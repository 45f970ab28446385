use log::{debug, error, info};
use std::sync::Arc;

use crate::engine::planner;
use crate::engine::progress::ProgressFn;
use crate::error::IngestError;
use crate::pipeline::{
    IngestionWorkerPool, PageTicket, RunTally, SourceEnumerator, WorkerContext,
    report_outcome,
};
use crate::store::{DocumentStore, SourceStore};
use crate::types::{PageOutcome, PipelineConfig, RunOutcome, RunState, WorkerBudget};
use crate::utils::config::WorkerLimits;

/// Drives one run: probe capacity → plan workers → list and dispatch every prefix → drain.
pub struct PipelineOrchestrator {
    source: Arc<dyn SourceStore>,
    destination: Arc<dyn DocumentStore>,
    config: PipelineConfig,
    on_item: Option<ProgressFn>,
    state: RunState,
    worker_budget: Option<WorkerBudget>,
}

impl PipelineOrchestrator {
    pub fn new(
        source: Arc<dyn SourceStore>,
        destination: Arc<dyn DocumentStore>,
        config: PipelineConfig,
    ) -> Self {
        Self {
            source,
            destination,
            config,
            on_item: None,
            state: RunState::Idle,
            worker_budget: None,
        }
    }

    /// Per-item progress callback, called from worker threads.
    pub fn with_progress(mut self, on_item: Option<ProgressFn>) -> Self {
        self.on_item = on_item;
        self
    }

    pub fn state(&self) -> RunState {
        self.state
    }

    /// Budget chosen by the last run, once it got past planning.
    pub fn worker_budget(&self) -> Option<WorkerBudget> {
        self.worker_budget
    }

    fn transition(&mut self, next: RunState) {
        debug!("Pipeline state {:?} -> {:?}", self.state, next);
        self.state = next;
    }

    /// Run the pipeline over `prefixes` (one listing per prefix, one shared worker pool).
    ///
    /// Item failures never fail the run; they are counted in the returned [`RunOutcome`].
    /// An oversized parallelism override or a probe error fails before any listing. A listing
    /// error stops dispatching, waits for everything already dispatched, then fails.
    pub fn run(&mut self, prefixes: &[String]) -> Result<RunOutcome, IngestError> {
        self.state = RunState::Idle;
        self.worker_budget = None;

        if let Some(k) = self.config.parallelism_override
            && k > WorkerLimits::MAX_OVERRIDE_WORKERS
        {
            self.transition(RunState::Failed);
            let e = IngestError::Configuration(format!(
                "parallelism override {} exceeds the maximum of {}",
                k,
                WorkerLimits::MAX_OVERRIDE_WORKERS
            ));
            error!("{}", e);
            return Err(e);
        }

        self.transition(RunState::ProbingCapacity);
        let throughput = match self
            .destination
            .provisioned_throughput(&self.config.collection)
        {
            Ok(t) => t,
            Err(e) => {
                self.transition(RunState::Failed);
                error!("Capacity probe failed: {}", e);
                return Err(e);
            }
        };
        info!(
            "Collection {} is provisioned with {} throughput units",
            self.config.collection,
            throughput.get()
        );

        self.transition(RunState::Planning);
        let budget = planner::plan(self.config.parallelism_override, throughput);
        let page_size = planner::page_size(
            self.config.estimated_objects_per_prefix,
            budget,
            self.config.max_page_size,
        );
        self.worker_budget = Some(budget);
        info!(
            "Using {} worker(s), {} object(s) per listing page",
            budget.get(),
            page_size
        );

        self.transition(RunState::Dispatching);
        let pool = IngestionWorkerPool::spawn(
            WorkerContext {
                source: Arc::clone(&self.source),
                destination: Arc::clone(&self.destination),
                collection: self.config.collection.clone(),
                record: self.config.record.clone(),
                write_retry: self.config.write_retry,
                tally: Arc::new(RunTally::default()),
                on_item: self.on_item.clone(),
            },
            budget,
        );

        let mut in_flight: Vec<PageTicket> = Vec::new();
        let mut settled = PageOutcome::default();
        let mut fatal = None;
        'prefixes: for prefix in prefixes {
            let mut enumerator = SourceEnumerator::new(
                Arc::clone(&self.source),
                prefix.as_str(),
                page_size,
                self.config.list_retry,
            );
            for page in &mut enumerator {
                match page {
                    Ok(page) if page.is_empty() => {}
                    Ok(page) => {
                        in_flight.push(pool.dispatch(page));
                        // Settle finished pages so outcomes don't pile up over a long range.
                        in_flight.retain_mut(|t| match t.poll() {
                            Some(o) => {
                                add_page(&mut settled, o);
                                false
                            }
                            None => true,
                        });
                    }
                    Err(e) => {
                        fatal = Some(e);
                        break 'prefixes;
                    }
                }
            }
            info!(
                "Prefix {}: {} object(s) dispatched in {} page(s)",
                prefix,
                enumerator.objects_listed(),
                enumerator.pages_listed()
            );
        }

        self.transition(RunState::Draining);
        for ticket in in_flight {
            add_page(&mut settled, ticket.wait());
        }
        let outcome = pool.shutdown();
        debug!(
            "Drained pages: {} succeeded, {} failed",
            settled.succeeded, settled.failed
        );

        match fatal {
            Some(e) => {
                self.transition(RunState::Failed);
                error!("Run aborted: {}", e);
                report_outcome(&outcome);
                Err(e)
            }
            None => {
                self.transition(RunState::Completed);
                Ok(outcome)
            }
        }
    }
}

fn add_page(total: &mut PageOutcome, page: PageOutcome) {
    total.succeeded += page.succeeded;
    total.failed += page.failed;
}
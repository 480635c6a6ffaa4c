//! Local password checks against the challenge hash sent by the backend.

use sha2::{Digest, Sha256};
use subtle::ConstantTimeEq;

/// Checks a password candidate against an opaque challenge hash.
///
/// Must be fast and non-blocking: it runs on the dispatcher context.
pub trait PasswordVerifier: Send + Sync + 'static {
    fn verify(&self, candidate: &str, hash: &str) -> bool;
}

impl<F> PasswordVerifier for F
where
    F: Fn(&str, &str) -> bool + Send + Sync + 'static,
{
    fn verify(&self, candidate: &str, hash: &str) -> bool {
        self(candidate, hash)
    }
}

/// Verifier for `sha256$<salt>$<hex digest>` hashes, where the digest is
/// SHA-256 over `salt || candidate`.
///
/// Anything that does not parse never matches.
#[derive(Debug, Default, Clone, Copy)]
pub struct SaltedSha256Verifier;

impl SaltedSha256Verifier {
    const SCHEME: &'static str = "sha256";

    /// Produce a hash string this verifier accepts.
    pub fn hash(salt: &str, password: &str) -> String {
        format!(
            "{}${}${}",
            Self::SCHEME,
            salt,
            hex::encode(Self::digest(salt, password))
        )
    }

    fn digest(salt: &str, password: &str) -> [u8; 32] {
        let mut hasher = Sha256::new();
        hasher.update(salt.as_bytes());
        hasher.update(password.as_bytes());
        hasher.finalize().into()
    }
}

impl PasswordVerifier for SaltedSha256Verifier {
    fn verify(&self, candidate: &str, hash: &str) -> bool {
        let mut parts = hash.splitn(3, '$');
        let (Some(scheme), Some(salt), Some(digest_hex)) = (parts.next(), parts.next(), parts.next())
        else {
            return false;
        };
        if scheme != Self::SCHEME {
            return false;
        }
        let Ok(expected) = hex::decode(digest_hex) else {
            return false;
        };
        if expected.len() != 32 {
            return false;
        }
        let actual = Self::digest(salt, candidate);
        bool::from(actual.as_slice().ct_eq(expected.as_slice()))
    }
}
//! Inbound bus message decoding.
//!
//! The backend talks to the kiosk in query-string style URLs carried in a
//! few frame types:
//!
//! ```text
//! ["UI-OPEN",  "http://soda/index.php?msg=LOGGEDIN&login=alice&balance=10.00&TTL=60"]
//! ["MOZ-OPEN", "<url>"]
//! ["SYS-SET",  "MOZ-KIOSK", "real_location", _, "<url>"]
//! ```
//!
//! Decoding is fail-closed. Anything unexpected becomes
//! [`SessionEvent::Unrecognized`] and never an error returned to the
//! dispatcher.

use std::collections::BTreeMap;

use crate::error::EnvelopeError;
use crate::event::{LogoutReason, SessionEvent};

/// A decoded bus message: a tag and its key/value fields.
#[derive(Debug, Clone, PartialEq, Eq)]
pub struct BusMessage {
    tag: String,
    fields: BTreeMap<String, String>,
}

impl BusMessage {
    pub fn new(tag: impl Into<String>) -> Self {
        Self {
            tag: tag.into(),
            fields: BTreeMap::new(),
        }
    }

    pub fn with_field(mut self, key: impl Into<String>, value: impl Into<String>) -> Self {
        self.fields.insert(key.into(), value.into());
        self
    }

    pub fn tag(&self) -> &str {
        &self.tag
    }

    pub fn field(&self, key: &str) -> Option<&str> {
        self.fields.get(key).map(String::as_str)
    }

    /// Parse the query part of a URL. The tag is taken from `msg`, or from
    /// `message` when `msg` is absent. Pairs without `=` are skipped; values
    /// are taken verbatim.
    pub fn from_query(url: &str) -> Result<Self, EnvelopeError> {
        let query = url.split_once('?').map_or(url, |(_, q)| q);

        let fields: BTreeMap<String, String> = query
            .split('&')
            .filter_map(|pair| pair.split_once('='))
            .map(|(k, v)| (k.to_string(), v.to_string()))
            .collect();

        let tag = fields
            .get("msg")
            .or_else(|| fields.get("message"))
            .cloned()
            .ok_or(EnvelopeError::MissingTag)?;

        Ok(Self { tag, fields })
    }

    /// Route an outer bus frame to its embedded URL and parse it.
    pub fn from_frame<S: AsRef<str>>(frame: &[S]) -> Result<Self, EnvelopeError> {
        let part = |i: usize| frame.get(i).map(AsRef::<str>::as_ref);

        match part(0) {
            Some("UI-OPEN") | Some("MOZ-OPEN") => match part(1) {
                Some(url) => Self::from_query(url),
                None => Err(EnvelopeError::MissingTag),
            },
            Some("SYS-SET") if part(1) == Some("MOZ-KIOSK") && part(2) == Some("real_location") => {
                match part(4) {
                    Some(url) => Self::from_query(url),
                    None => Err(EnvelopeError::MissingTag),
                }
            }
            other => Err(EnvelopeError::UnroutedFrame(
                other.unwrap_or_default().to_string(),
            )),
        }
    }

    fn require(&self, field: &'static str) -> Result<String, EnvelopeError> {
        match self.field(field) {
            Some(value) if !value.is_empty() => Ok(value.to_string()),
            _ => Err(EnvelopeError::MissingField {
                tag: self.tag.clone(),
                field,
            }),
        }
    }

    fn require_ttl(&self) -> Result<u32, EnvelopeError> {
        let raw = self.require("TTL")?;
        raw.trim()
            .parse()
            .map_err(|_| EnvelopeError::InvalidField {
                tag: self.tag.clone(),
                field: "TTL",
                value: raw,
            })
    }
}

/// Decode a message into a typed event, reporting why it failed.
pub fn try_decode(message: &BusMessage) -> Result<SessionEvent, EnvelopeError> {
    let event = match message.tag() {
        "LOGGEDIN" => SessionEvent::LoginSucceeded {
            user: message.require("login")?,
            balance: message.require("balance")?,
            ttl: message.require_ttl()?,
        },
        "PASSWORD" => SessionEvent::PasswordChallenge {
            user: message.require("login")?,
            balance: message.require("balance")?,
            hash: message.require("hash")?,
            ttl: message.require_ttl()?,
        },
        "BOUGHT" => {
            // The buyer is named but the session already knows who it is.
            message.require("login")?;
            SessionEvent::PurchaseNotified {
                item: message.require("item")?,
                balance: message.require("balance")?,
                ttl: message.require_ttl()?,
            }
        }
        "LOGGEDOUT" => SessionEvent::RemoteLogout {
            reason: LogoutReason::LoggedOut,
        },
        "AUTOLOGGEDOUT" => SessionEvent::RemoteLogout {
            reason: LogoutReason::AutoLoggedOut,
        },
        "TIMEOUT" => SessionEvent::RemoteLogout {
            reason: LogoutReason::Timeout,
        },
        "LOGOUT" => SessionEvent::RemoteLogout {
            reason: LogoutReason::Logout,
        },
        other => return Err(EnvelopeError::UnknownTag(other.to_string())),
    };

    Ok(event)
}

/// Decode a message; failures become [`SessionEvent::Unrecognized`].
pub fn decode(message: &BusMessage) -> SessionEvent {
    try_decode(message).unwrap_or_else(unrecognized)
}

/// Decode a raw bus frame; failures become [`SessionEvent::Unrecognized`].
pub fn decode_frame<S: AsRef<str>>(frame: &[S]) -> SessionEvent {
    BusMessage::from_frame(frame)
        .and_then(|message| try_decode(&message))
        .unwrap_or_else(unrecognized)
}

fn unrecognized(error: EnvelopeError) -> SessionEvent {
    tracing::warn!(%error, "unrecognized bus message");
    SessionEvent::Unrecognized { error }
}
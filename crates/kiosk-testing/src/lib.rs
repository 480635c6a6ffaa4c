//! Testing utilities for the kiosk controller.
//!
//! - [`Recorder`] captures outbound commands and render notifications in
//!   the order the dispatcher produced them.
//! - [`events`] builds the common backend messages with test defaults.
//! - [`matching_hash`] is a verifier that accepts a candidate only when it
//!   equals the challenge hash, which keeps scenarios readable.

use std::sync::{Arc, Mutex};

use async_trait::async_trait;
use kiosk_core::{
    BusCommand, CommandSink, ControllerBuilder, ControllerConfig, RenderNotification, RenderSink,
    SessionSnapshot,
};

/// Records everything the controller emits.
#[derive(Clone, Default)]
pub struct Recorder {
    commands: Arc<Mutex<Vec<BusCommand>>>,
    renders: Arc<Mutex<Vec<RenderNotification>>>,
    snapshots: Arc<Mutex<Vec<SessionSnapshot>>>,
}

impl Recorder {
    pub fn new() -> Self {
        Self::default()
    }

    pub fn commands(&self) -> Vec<BusCommand> {
        self.commands.lock().unwrap().clone()
    }

    pub fn renders(&self) -> Vec<RenderNotification> {
        self.renders.lock().unwrap().clone()
    }

    /// Snapshot passed alongside each render notification.
    pub fn rendered_snapshots(&self) -> Vec<SessionSnapshot> {
        self.snapshots.lock().unwrap().clone()
    }

    pub fn ticks(&self) -> Vec<u32> {
        self.renders
            .lock()
            .unwrap()
            .iter()
            .filter_map(|r| match r {
                RenderNotification::Tick { remaining_seconds } => Some(*remaining_seconds),
                _ => None,
            })
            .collect()
    }

    /// Builder wired to this recorder and [`matching_hash`].
    pub fn builder(&self, config: ControllerConfig) -> ControllerBuilder {
        ControllerBuilder::new(config)
            .with_verifier(matching_hash)
            .with_command_sink(self.clone())
            .with_render_sink(self.clone())
    }
}

#[async_trait]
impl CommandSink for Recorder {
    async fn send(&self, command: BusCommand) -> anyhow::Result<()> {
        self.commands.lock().unwrap().push(command);
        Ok(())
    }
}

impl RenderSink for Recorder {
    fn render(&self, notification: &RenderNotification, snapshot: &SessionSnapshot) {
        self.renders.lock().unwrap().push(notification.clone());
        self.snapshots.lock().unwrap().push(snapshot.clone());
    }
}

/// Accepts the candidate iff it equals the hash.
pub fn matching_hash(candidate: &str, hash: &str) -> bool {
    candidate == hash
}

/// Event builders with test defaults.
pub mod events {
    use kiosk_core::{LogoutReason, SessionEvent};

    pub fn login_succeeded(user: &str, balance: &str, ttl: u32) -> SessionEvent {
        SessionEvent::LoginSucceeded {
            user: user.into(),
            balance: balance.into(),
            ttl,
        }
    }

    pub fn password_challenge(user: &str, balance: &str, hash: &str, ttl: u32) -> SessionEvent {
        SessionEvent::PasswordChallenge {
            user: user.into(),
            balance: balance.into(),
            hash: hash.into(),
            ttl,
        }
    }

    pub fn password(candidate: &str) -> SessionEvent {
        SessionEvent::PasswordSubmitted {
            candidate: candidate.into(),
        }
    }

    pub fn purchase(item: &str, balance: &str, ttl: u32) -> SessionEvent {
        SessionEvent::PurchaseNotified {
            item: item.into(),
            balance: balance.into(),
            ttl,
        }
    }

    pub fn remote_logout(reason: LogoutReason) -> SessionEvent {
        SessionEvent::RemoteLogout { reason }
    }

    /// A `UI-OPEN` frame carrying `query` as the URL's query string.
    pub fn ui_open(query: &str) -> Vec<String> {
        vec![
            "UI-OPEN".to_string(),
            format!("http://soda/index.php?{query}"),
        ]
    }
}
//! Outbound bus commands (intent).
//!
//! Commands serialize as the flat string lists the bus expects, e.g.
//! `["LOGIN", "alice", "10.00"]`.

use serde::ser::{Serialize, SerializeSeq, Serializer};

/// A command the controller sends to the backend.
#[derive(Debug, Clone, PartialEq, Eq)]
pub enum BusCommand {
    /// Ask the backend to check a login name: `["LOGIN", user]`.
    Login { user: String },

    /// Confirm a local password match: `["LOGIN", user, balance]`.
    LoginConfirmed { user: String, balance: String },

    /// Password attempts exhausted: `["LOGIN-DENIED", user]`.
    LoginDenied { user: String },

    /// The user logged out at the kiosk: `["LOGOUT"]`.
    Logout,
}

impl BusCommand {
    /// Bus tag of this command.
    pub fn tag(&self) -> &'static str {
        match self {
            BusCommand::Login { .. } | BusCommand::LoginConfirmed { .. } => "LOGIN",
            BusCommand::LoginDenied { .. } => "LOGIN-DENIED",
            BusCommand::Logout => "LOGOUT",
        }
    }

    /// Flatten into the frame sent on the bus.
    pub fn to_frame(&self) -> Vec<String> {
        let mut frame = vec![self.tag().to_string()];
        match self {
            BusCommand::Login { user } | BusCommand::LoginDenied { user } => {
                frame.push(user.clone());
            }
            BusCommand::LoginConfirmed { user, balance } => {
                frame.push(user.clone());
                frame.push(balance.clone());
            }
            BusCommand::Logout => {}
        }
        frame
    }
}

impl Serialize for BusCommand {
    fn serialize<S: Serializer>(&self, serializer: S) -> Result<S::Ok, S::Error> {
        let frame = self.to_frame();
        let mut seq = serializer.serialize_seq(Some(frame.len()))?;
        for part in &frame {
            seq.serialize_element(part)?;
        }
        seq.end()
    }
}
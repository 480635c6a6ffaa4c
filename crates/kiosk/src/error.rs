//! Error types for the kiosk controller.
//!
//! Only resource faults are errors here. Protocol errors and policy
//! violations never leave the controller: the former decode to
//! [`SessionEvent::Unrecognized`](crate::SessionEvent::Unrecognized), the
//! latter are no-op transitions.

use thiserror::Error;

/// Fatal controller faults. These surface to the operator.
#[derive(Debug, Error)]
pub enum KioskError {
    /// The session timer could not be armed because no tokio runtime is
    /// running on the current thread.
    #[error("no tokio runtime available to arm the session timer")]
    NoRuntime,

    /// The dispatcher queue is gone; events can no longer be delivered.
    #[error("dispatcher queue closed")]
    QueueClosed,

    /// The dispatcher queue is full and the caller asked not to wait.
    #[error("dispatcher queue full")]
    QueueFull,

    /// The controller loop has already stopped.
    #[error("controller stopped before replying")]
    ControllerStopped,

    /// Configuration is invalid.
    #[error("invalid configuration: {0}")]
    Config(String),

    /// Configuration file could not be read.
    #[error("failed to read configuration: {0}")]
    Io(#[from] std::io::Error),

    /// Configuration file is not valid JSON for [`ControllerConfig`](crate::ControllerConfig).
    #[error("failed to parse configuration: {0}")]
    Parse(#[from] serde_json::Error),
}

/// Why an inbound bus message could not be decoded into a session event.
#[derive(Debug, Clone, PartialEq, Eq, Error)]
pub enum EnvelopeError {
    #[error("message carries neither `msg` nor `message`")]
    MissingTag,

    #[error("unknown message tag `{0}`")]
    UnknownTag(String),

    #[error("`{tag}` is missing required field `{field}`")]
    MissingField { tag: String, field: &'static str },

    #[error("`{tag}` field `{field}` has invalid value `{value}`")]
    InvalidField {
        tag: String,
        field: &'static str,
        value: String,
    },

    #[error("frame `{0}` is not routed to the session controller")]
    UnroutedFrame(String),
}

pub type Result<T, E = KioskError> = std::result::Result<T, E>;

···

Task to carry out. Print, without alteration, only the lines above between the one holding "use crate::error::IngestError;" and the one holding "use crate::utils::config::WorkerLimits;", inclusive.

Result of this task.
use crate::error::IngestError;
use crate::pipeline::{
    IngestionWorkerPool, PageTicket, RunTally, SourceEnumerator, WorkerContext,
    report_outcome,
};
use crate::store::{DocumentStore, SourceStore};
use crate::types::{PageOutcome, PipelineConfig, RunOutcome, RunState, WorkerBudget};
use crate::utils::config::WorkerLimits;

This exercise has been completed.